The scale of what happened in Pakistan is difficult to grasp. The apocalyptic monsoon flooding is a window into an overheated world we are not ready for.
As Fahad Saeed, a climate impacts scientist at Climate Analytics based in Islamabad, wrote this week, “colossal”, “mammoth” and “gigantic” don’t do justice to the scale of the disaster: 33 million people or one in seven Pakistanis are estimated to have been impacted. Over a million homes have been destroyed. The number of deaths has passed 1,200.
After a summer of extraordinary heat, this is yet another “wake-up call” for confronting the question: who will pay for climate damages that cannot be recovered or adapted to?

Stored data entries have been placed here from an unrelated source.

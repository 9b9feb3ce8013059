//! Station HTTP API payloads.
//!
//! | Endpoint                      | Method | Body                      | Reply                          |
//! |-------------------------------|--------|---------------------------|--------------------------------|
//! | `/api/get_experiment_types`   | GET    | -                         | `{routine: {parameters: {..}}}` |
//! | `/api/add_experiment`         | POST   | form, flat                | 2xx or error text              |
//! | `/api/get_updates`            | POST   | form `from_timestamp`     | `{timestamp, updates}`         |
//! | `/api/station_run_tables`     | POST   | -                         | `[{state, parameters}, ..]`    |
//! | `/api/station_overview`       | POST   | -                         | status summary                 |
//! | `/api/start`, `/api/stop`     | POST   | -                         | ignored                        |

use serde::{Deserialize, Serialize};
use serde_json::{Map, Value as JsonValue};

use crate::catalog::{ParameterDefinition, RoutineDefinition};
use crate::model::TypedValue;

pub const EXPERIMENT_TYPES_PATH: &str = "get_experiment_types";
pub const ADD_EXPERIMENT_PATH: &str = "add_experiment";
pub const UPDATES_PATH: &str = "get_updates";
pub const RUN_TABLES_PATH: &str = "station_run_tables";
pub const OVERVIEW_PATH: &str = "station_overview";
pub const START_PATH: &str = "start";
pub const STOP_PATH: &str = "stop";

/// State a run table entry reports while the station executes it.
pub const RUNNING_STATE: &str = "Running";

// =============================================================================
// Routine catalog
// =============================================================================

/// Parse the `get_experiment_types` reply, keeping the station's ordering.
///
/// Each parameter is `[dataType, unit]`; a missing or null unit is empty.
/// A routine with a missing or null `parameters` entry has no parameters.
pub fn parse_experiment_types(body: &JsonValue) -> Result<Vec<RoutineDefinition>, String> {
    let routines = body
        .as_object()
        .ok_or_else(|| "experiment types must be a JSON object".to_string())?;

    let mut definitions = Vec::with_capacity(routines.len());
    for (routine_name, entry) in routines {
        let empty = Map::new();
        let parameters = match entry.get("parameters") {
            None | Some(JsonValue::Null) => &empty,
            Some(JsonValue::Object(map)) => map,
            Some(_) => {
                return Err(format!(
                    "routine '{routine_name}' has no parameters object"
                ))
            }
        };

        let mut defs = Vec::with_capacity(parameters.len());
        for (name, spec) in parameters {
            let (data_type, unit) = parse_parameter_spec(spec).ok_or_else(|| {
                format!("parameter '{name}' of routine '{routine_name}' is not [dataType, unit]")
            })?;
            defs.push(ParameterDefinition {
                name: name.clone(),
                data_type,
                unit,
            });
        }
        definitions.push(RoutineDefinition {
            name: routine_name.clone(),
            parameters: defs,
        });
    }
    Ok(definitions)
}

fn parse_parameter_spec(spec: &JsonValue) -> Option<(String, String)> {
    let items = spec.as_array()?;
    let data_type = items.first()?.as_str()?.to_string();
    let unit = match items.get(1) {
        None | Some(JsonValue::Null) => String::new(),
        Some(JsonValue::String(s)) => s.clone(),
        Some(other) => other.to_string(),
    };
    Some((data_type, unit))
}

// =============================================================================
// Experiment dispatch
// =============================================================================

/// Flat form sent to `add_experiment`.
#[derive(Debug, Clone, PartialEq)]
pub struct ExperimentPayload {
    /// `{design}-{stage}-{run}`
    pub experiment_id: String,
    /// Routine name.
    pub experiment_type: String,
    pub parameters: Vec<(String, TypedValue)>,
}

impl ExperimentPayload {
    pub fn experiment_id(design_name: &str, sanitized_stage_name: &str, run_id: impl std::fmt::Display) -> String {
        format!("{design_name}-{sanitized_stage_name}-{run_id}")
    }

    /// Form fields: metadata first, then parameters in routine order. A
    /// parameter sharing a metadata key replaces it.
    pub fn to_form(&self) -> Vec<(String, String)> {
        let mut form = vec![
            ("experiment_id".to_string(), self.experiment_id.clone()),
            ("experiment_type".to_string(), self.experiment_type.clone()),
        ];
        for (name, value) in &self.parameters {
            let value = value.to_string();
            match form.iter_mut().find(|(key, _)| key == name) {
                Some(slot) => slot.1 = value,
                None => form.push((name.clone(), value)),
            }
        }
        form
    }
}

// =============================================================================
// Monitoring
// =============================================================================

/// Summary shown on the station overview.
#[derive(Debug, Clone, PartialEq, Serialize, Deserialize)]
pub struct StationOverview {
    pub status: String,
    #[serde(default)]
    pub running_experiment_name: JsonValue,
    #[serde(default)]
    pub total_experiments_queued: JsonValue,
    #[serde(default)]
    pub current_run_number: JsonValue,
}

impl StationOverview {
    /// Overview of a station that could not be reached.
    pub fn offline() -> Self {
        let offline = JsonValue::String("offline".to_string());
        Self {
            status: "offline".to_string(),
            running_experiment_name: offline.clone(),
            total_experiments_queued: offline.clone(),
            current_run_number: offline,
        }
    }

    /// Make the raw station status readable.
    ///
    /// - `paused` at run 0 has not started yet;
    /// - `ready` without a run number has finished its queue, so the current
    ///   run is reported as the queue length.
    pub fn normalized(mut self) -> Self {
        let status = self.status.to_lowercase();
        if status == "idle" {
            return self;
        }
        if status == "paused" && is_zero(&self.current_run_number) {
            self.status = format!("{} - Not started", self.status);
        } else if status == "ready" && is_blank(&self.current_run_number) {
            self.status = format!("{} - Queue finished", self.status);
            self.running_experiment_name = JsonValue::String("all experiments finished".to_string());
            self.current_run_number = self.total_experiments_queued.clone();
        }
        self
    }
}

fn is_zero(value: &JsonValue) -> bool {
    value.as_f64() == Some(0.0)
}

fn is_blank(value: &JsonValue) -> bool {
    value.as_str() == Some("")
}

/// One entry of `station_run_tables`.
#[derive(Debug, Clone, PartialEq, Serialize, Deserialize)]
pub struct RunTableEntry {
    pub state: String,
    #[serde(default)]
    pub parameters: Map<String, JsonValue>,
    #[serde(flatten)]
    pub extra: Map<String, JsonValue>,
}

/// Parameters of the first running entry, if any.
pub fn active_parameters(entries: &[RunTableEntry]) -> Option<Map<String, JsonValue>> {
    entries
        .iter()
        .find(|e| e.state == RUNNING_STATE)
        .map(|e| e.parameters.clone())
}

/// Reply of `get_updates`.
#[derive(Debug, Clone, PartialEq, Serialize, Deserialize)]
pub struct UpdatesResponse {
    pub timestamp: JsonValue,
    #[serde(default)]
    pub updates: JsonValue,
}

impl UpdatesResponse {
    /// Value to send as `from_timestamp` on the next poll.
    pub fn next_from_timestamp(&self) -> Option<String> {
        match &self.timestamp {
            JsonValue::Null => None,
            JsonValue::String(s) => Some(s.clone()),
            other => Some(other.to_string()),
        }
    }
}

Pakistan emits less than 1% of global greenhouse gas emissions and, gripped by an already dire economic situation, needs financial support to recover from the damage it cannot pay for.
The Pakistani government estimates the cost of recovery in excess of $10 billion. Looming food shortages and expected mass internal displacements are likely to push up that number. The $1.1bn IMF bailout it received days after the flooding started appears a pittance against what is needed. The UN has appealed for $160 million in emergency funding.
Aid has been forthcoming from China, Saudi Arabia, Qatar, Turkey, Uzbekistan and UAE among others. The US has pledged $30m, the UK committed $15m and Canada C$5m. But the difference with what is needed is gaping.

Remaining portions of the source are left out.